The diaeresis and umlaut are literally exactly the same Unicode character and the symbol or diacritic itself can be called either. The difference is what it does to the vowel — it’s a diaeresis if it indicates a repeated vowel, and an umlaut if it modifies the vowel sound.
Many of the N.Y.C. media outlets have style guides that may seem odd to other native speakers of American English. The one I find amusing is their insistence on using periods in acronyms and initialisms where no one else does.
Of course, N.Y.C. is probably just as correct as NYC, but they do it even when it is manifestly wrong.
One example is I.B.M. The major N.Y.C. media all spell it with periods, even though IBM itself does not use them.
Another is the SOS Morse Code distress signal, which the New Yorker spells S.O.S. with periods, seemingly in the belief that it is an initialism.

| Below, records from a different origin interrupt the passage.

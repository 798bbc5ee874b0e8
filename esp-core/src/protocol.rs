//! HTTP/JSON-Protokoll zum Remote-Service
//!
//! Feld-Konvention: `status` (bool, `true` = erledigt).
//!
//! - Fetch:  `GET /api/status?deviceId=<id>` → `{"status":true}` (`<id>` percent-encoded)
//! - Submit: `POST /api/status` mit `{"deviceId":"..","status":true,"timestamp":".."}`
//!
//! Requests gehen als HTTP/1.0 mit `Connection: close` raus, die Antwort
//! wird bis EOF gelesen (kein Chunked Transfer Encoding).

use core::fmt::{self, Write};

use percent_encoding::{AsciiSet, NON_ALPHANUMERIC, utf8_percent_encode};
use serde::{Deserialize, Serialize};

use crate::traits::RemoteError;

/// Pfad der Status-Ressource
pub const STATUS_PATH: &str = "/api/status";

/// Zeichen, die im Query-Wert unverändert bleiben (RFC 3986 "unreserved")
const QUERY_VALUE: &AsciiSet = &NON_ALPHANUMERIC
    .remove(b'-')
    .remove(b'.')
    .remove(b'_')
    .remove(b'~');

/// Body für den Submit
#[derive(Debug, Clone, Copy, PartialEq, Eq, Serialize)]
#[serde(rename_all = "camelCase")]
pub struct SubmitBody<'a> {
    pub device_id: &'a str,
    pub status: bool,
    #[serde(skip_serializing_if = "Option::is_none")]
    pub timestamp: Option<&'a str>,
}

/// Antwort auf den Fetch (weitere Felder werden ignoriert)
#[derive(Debug, Clone, Copy, PartialEq, Eq, Deserialize)]
pub struct StatusBody {
    pub status: bool,
}

/// Geparste HTTP-Antwort
#[derive(Debug, Clone, Copy, PartialEq, Eq)]
pub struct HttpResponse<'a> {
    pub status_code: u16,
    pub body: &'a [u8],
}

/// Empfangspuffer für eine Antwort, die bis EOF gelesen wird
///
/// Ist der Puffer voll, liefert [`spare`](Self::spare) einen 1-Byte-Überlauf.
/// Erst wenn dort noch Daten ankommen, ist die Antwort zu groß; eine Antwort,
/// die den Puffer exakt füllt, bleibt gültig.
pub struct ResponseBuffer<'a> {
    buf: &'a mut [u8],
    len: usize,
    overflow: [u8; 1],
}

impl<'a> ResponseBuffer<'a> {
    pub fn new(buf: &'a mut [u8]) -> Self {
        Self {
            buf,
            len: 0,
            overflow: [0],
        }
    }

    /// Ziel für den nächsten Read
    pub fn spare(&mut self) -> &mut [u8] {
        if self.len == self.buf.len() {
            &mut self.overflow
        } else {
            &mut self.buf[self.len..]
        }
    }

    /// Verbucht `n` gelesene Bytes; Daten nach vollem Puffer → `Protocol`
    pub fn commit(&mut self, n: usize) -> Result<(), RemoteError> {
        if n == 0 {
            return Ok(());
        }
        if self.len == self.buf.len() {
            return Err(RemoteError::Protocol);
        }
        self.len = (self.len + n).min(self.buf.len());
        Ok(())
    }

    pub fn len(&self) -> usize {
        self.len
    }

    pub fn is_empty(&self) -> bool {
        self.len == 0
    }

    pub fn filled(&self) -> &[u8] {
        &self.buf[..self.len]
    }
}

/// Serialisiert den Submit-Body in `buf`, liefert die Länge
pub fn encode_submit_body(body: &SubmitBody<'_>, buf: &mut [u8]) -> Result<usize, RemoteError> {
    serde_json_core::to_slice(body, buf).map_err(|_| RemoteError::Protocol)
}

/// Schreibt den Fetch-Request, `device_id` wird percent-encoded
pub fn write_fetch_request<W: Write>(out: &mut W, host: &str, device_id: &str) -> fmt::Result {
    let device_id = utf8_percent_encode(device_id, QUERY_VALUE);
    write!(
        out,
        "GET {STATUS_PATH}?deviceId={device_id} HTTP/1.0\r\n\
         Host: {host}\r\n\
         Accept: application/json\r\n\
         Connection: close\r\n\r\n"
    )
}

/// Schreibt den Submit-Request inklusive Body
pub fn write_submit_request<W: Write>(out: &mut W, host: &str, body: &str) -> fmt::Result {
    write!(
        out,
        "POST {STATUS_PATH} HTTP/1.0\r\n\
         Host: {host}\r\n\
         Content-Type: application/json\r\n\
         Content-Length: {}\r\n\
         Connection: close\r\n\r\n\
         {body}",
        body.len()
    )
}

/// Zerlegt eine vollständige Antwort; Nicht-2xx wird zu `RemoteError::Service`
pub fn parse_response(raw: &[u8]) -> Result<HttpResponse<'_>, RemoteError> {
    let header_end = find(raw, b"\r\n\r\n").ok_or(RemoteError::Protocol)?;
    let head = &raw[..header_end];
    let body = &raw[header_end + 4..];

    let status_line_end = find(head, b"\r\n").unwrap_or(head.len());
    let status_line =
        core::str::from_utf8(&head[..status_line_end]).map_err(|_| RemoteError::Protocol)?;

    let mut parts = status_line.split(' ');
    let version = parts.next().ok_or(RemoteError::Protocol)?;
    if !version.starts_with("HTTP/1.") {
        return Err(RemoteError::Protocol);
    }
    let status_code: u16 = parts
        .next()
        .and_then(|code| code.parse().ok())
        .ok_or(RemoteError::Protocol)?;

    if !(200..300).contains(&status_code) {
        return Err(RemoteError::Service(status_code));
    }

    Ok(HttpResponse { status_code, body })
}

/// Liest `status` aus dem Fetch-Body
pub fn parse_status_body(body: &[u8]) -> Result<bool, RemoteError> {
    serde_json_core::from_slice::<StatusBody>(body)
        .map(|(parsed, _)| parsed.status)
        .map_err(|_| RemoteError::Protocol)
}

fn find(haystack: &[u8], needle: &[u8]) -> Option<usize> {
    haystack
        .windows(needle.len())
        .position(|window| window == needle)
}

#[cfg(test)]
mod tests {
    use super::*;

    #[test]
    fn test_parse_ok_response() {
        let raw = b"HTTP/1.1 200 OK\r\nContent-Type: application/json\r\n\r\n{\"status\":true}";
        let response = parse_response(raw).unwrap();
        assert_eq!(response.status_code, 200);
        assert_eq!(parse_status_body(response.body), Ok(true));
    }

    #[test]
    fn test_parse_service_error() {
        let raw = b"HTTP/1.1 503 Service Unavailable\r\n\r\n";
        assert_eq!(parse_response(raw), Err(RemoteError::Service(503)));
    }

    #[test]
    fn test_parse_garbage() {
        assert_eq!(parse_response(b"hello"), Err(RemoteError::Protocol));
        assert_eq!(
            parse_response(b"SSH-2.0 200\r\n\r\n"),
            Err(RemoteError::Protocol)
        );
    }
}
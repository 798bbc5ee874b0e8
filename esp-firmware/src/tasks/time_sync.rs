// SNTP Task - synchronisiert die Wall-Clock
//
// Nach erfolgreicher Synchronisation wird ein ClockAnchor abgelegt,
// der monotone Zeit (embassy_time::Instant) auf Unix-Zeit abbildet.
// Vor der ersten Synchronisation gibt es keine Wall-Clock (kein Reset-Trigger,
// kein Zeitstempel im Submit).

use core::cell::Cell;

use defmt::{Debug2Format, info, warn};
use embassy_net::Stack;
use embassy_net::udp::{PacketMetadata, UdpSocket};
use embassy_sync::blocking_mutex::{Mutex, raw::CriticalSectionRawMutex};
use embassy_time::{Duration, Instant, Timer, with_timeout};

use esp_core::ClockAnchor;
use esp_core::clock::{SNTP_PACKET_SIZE, SntpError, WallClock, parse_sntp_response, sntp_request};

use crate::config::{
    NTP_PORT, NTP_SERVER, SNTP_LOCAL_PORT, SNTP_RESYNC_SECS, SNTP_RETRY_SECS, SNTP_TIMEOUT_SECS,
};
use crate::net::{resolve_ipv4, wait_for_network};

/// Letzte erfolgreiche Synchronisation
static CLOCK_ANCHOR: Mutex<CriticalSectionRawMutex, Cell<Option<ClockAnchor>>> =
    Mutex::new(Cell::new(None));

/// Unix-Zeit (UTC) zum monotonen Zeitpunkt `mono_ms`, `None` vor der ersten Synchronisation
pub fn unix_now(mono_ms: u64) -> Option<u64> {
    CLOCK_ANCHOR
        .lock(|anchor| anchor.get())
        .map(|anchor| anchor.unix_at(mono_ms))
}

/// SNTP Fehler-Typen
#[derive(Debug, Clone, Copy, PartialEq, Eq, defmt::Format)]
enum TimeSyncError {
    DnsFailed,
    SocketError,
    Timeout,
    InvalidResponse(SntpError),
}

/// SNTP Task
///
/// - Wartet auf Netzwerk
/// - Synchronisiert beim Start und danach alle 15 Minuten
/// - Bei Fehlern erneuter Versuch nach kurzer Wartezeit
#[embassy_executor::task]
pub async fn time_sync_task(stack: &'static Stack<'static>) {
    info!("SNTP: Task started, waiting for network...");
    wait_for_network(stack).await;

    loop {
        match sync_once(stack).await {
            Ok(unix_secs) => {
                let anchor = ClockAnchor {
                    unix_secs,
                    mono_ms: Instant::now().as_millis(),
                };
                CLOCK_ANCHOR.lock(|cell| cell.set(Some(anchor)));
                info!(
                    "SNTP: Time synced: {}",
                    WallClock::from_unix_secs(unix_secs).iso8601().as_str()
                );
                Timer::after(Duration::from_secs(SNTP_RESYNC_SECS)).await;
            }
            Err(e) => {
                warn!("SNTP: Sync failed: {}, retrying in {}s", e, SNTP_RETRY_SECS);
                Timer::after(Duration::from_secs(SNTP_RETRY_SECS)).await;
            }
        }
    }
}

/// Ein SNTP-Roundtrip: Request senden, Antwort auswerten
async fn sync_once(stack: &'static Stack<'static>) -> Result<u64, TimeSyncError> {
    let server = resolve_ipv4(stack, NTP_SERVER)
        .await
        .map_err(|_| TimeSyncError::DnsFailed)?;

    let mut rx_meta = [PacketMetadata::EMPTY; 1];
    let mut tx_meta = [PacketMetadata::EMPTY; 1];
    let mut rx_buffer = [0u8; 128];
    let mut tx_buffer = [0u8; 128];
    let mut socket = UdpSocket::new(
        *stack,
        &mut rx_meta,
        &mut rx_buffer,
        &mut tx_meta,
        &mut tx_buffer,
    );
    socket.bind(SNTP_LOCAL_PORT).map_err(|e| {
        warn!("SNTP: bind failed: {}", Debug2Format(&e));
        TimeSyncError::SocketError
    })?;

    socket
        .send_to(&sntp_request(), (server, NTP_PORT))
        .await
        .map_err(|_| TimeSyncError::SocketError)?;

    let mut packet = [0u8; SNTP_PACKET_SIZE];
    let (len, _) = with_timeout(
        Duration::from_secs(SNTP_TIMEOUT_SECS),
        socket.recv_from(&mut packet),
    )
    .await
    .map_err(|_| TimeSyncError::Timeout)?
    .map_err(|_| TimeSyncError::SocketError)?;

    parse_sntp_response(&packet[..len]).map_err(TimeSyncError::InvalidResponse)
}
//! Interne Logging-Makros
//!
//! Mit Feature `defmt` werden die Makros an defmt weitergereicht,
//! ohne Feature verschwinden sie (Argumente gelten trotzdem als benutzt).

#![allow(unused_macros)]

macro_rules! debug {
    ($s:literal $(, $x:expr)* $(,)?) => {
        {
            #[cfg(feature = "defmt")]
            ::defmt::debug!($s $(, $x)*);
            #[cfg(not(feature = "defmt"))]
            let _ = ($( & $x ),*);
        }
    };
}

macro_rules! info {
    ($s:literal $(, $x:expr)* $(,)?) => {
        {
            #[cfg(feature = "defmt")]
            ::defmt::info!($s $(, $x)*);
            #[cfg(not(feature = "defmt"))]
            let _ = ($( & $x ),*);
        }
    };
}

macro_rules! warn {
    ($s:literal $(, $x:expr)* $(,)?) => {
        {
            #[cfg(feature = "defmt")]
            ::defmt::warn!($s $(, $x)*);
            #[cfg(not(feature = "defmt"))]
            let _ = ($( & $x ),*);
        }
    };
}

macro_rules! error {
    ($s:literal $(, $x:expr)* $(,)?) => {
        {
            #[cfg(feature = "defmt")]
            ::defmt::error!($s $(, $x)*);
            #[cfg(not(feature = "defmt"))]
            let _ = ($( & $x ),*);
        }
    };
}
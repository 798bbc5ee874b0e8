// Network-Worker Task - bearbeitet Requests aus dem Handshake-Slot
use defmt::info;
use embassy_net::Stack;

use esp_core::{Handshake, NetworkWorker};

use crate::config::{SERVICE_HOST, SERVICE_PORT};
use crate::net::HttpTaskService;

/// Network-Worker Task
///
/// Wartet auf einen Request im Handshake-Slot, führt genau einen
/// HTTP-Aufruf aus und meldet genau ein Ergebnis. Der Task darf für
/// die Dauer des Roundtrips blockieren, die Control-Loop läuft weiter.
///
/// # Parameter
/// - `stack`: embassy-net Stack für Netzwerk-Zugriff
/// - `handshake`: Slot zur Control-Loop
#[embassy_executor::task]
pub async fn network_worker_task(stack: &'static Stack<'static>, handshake: &'static Handshake) {
    info!(
        "Worker: started, service at {}:{}",
        SERVICE_HOST, SERVICE_PORT
    );

    let service = HttpTaskService::new(stack, SERVICE_HOST, SERVICE_PORT);
    let mut worker = NetworkWorker::new(handshake, service);
    worker.run().await
}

SOS is not an abbreviation or acronym or initialism at all. It is not even three separate letters when sent in Morse Code. It is a "prosign", which means that it is a single long Morse character, not sent as three separate letters with pauses between them.
It would be properly typeset with an overscore above the three letters, and no periods, as shown in the Wikipedia article. The overscore indicates that it is a single long character, and the letters are just a way to remember it.
I think they're just abusing their poetic license at this point, with the amount of times they choose to use archaic spellings and meanings of words, and I wish they would actually stop.
Laying fiber with a mule named Old Bub, now that's a story I never expected to read.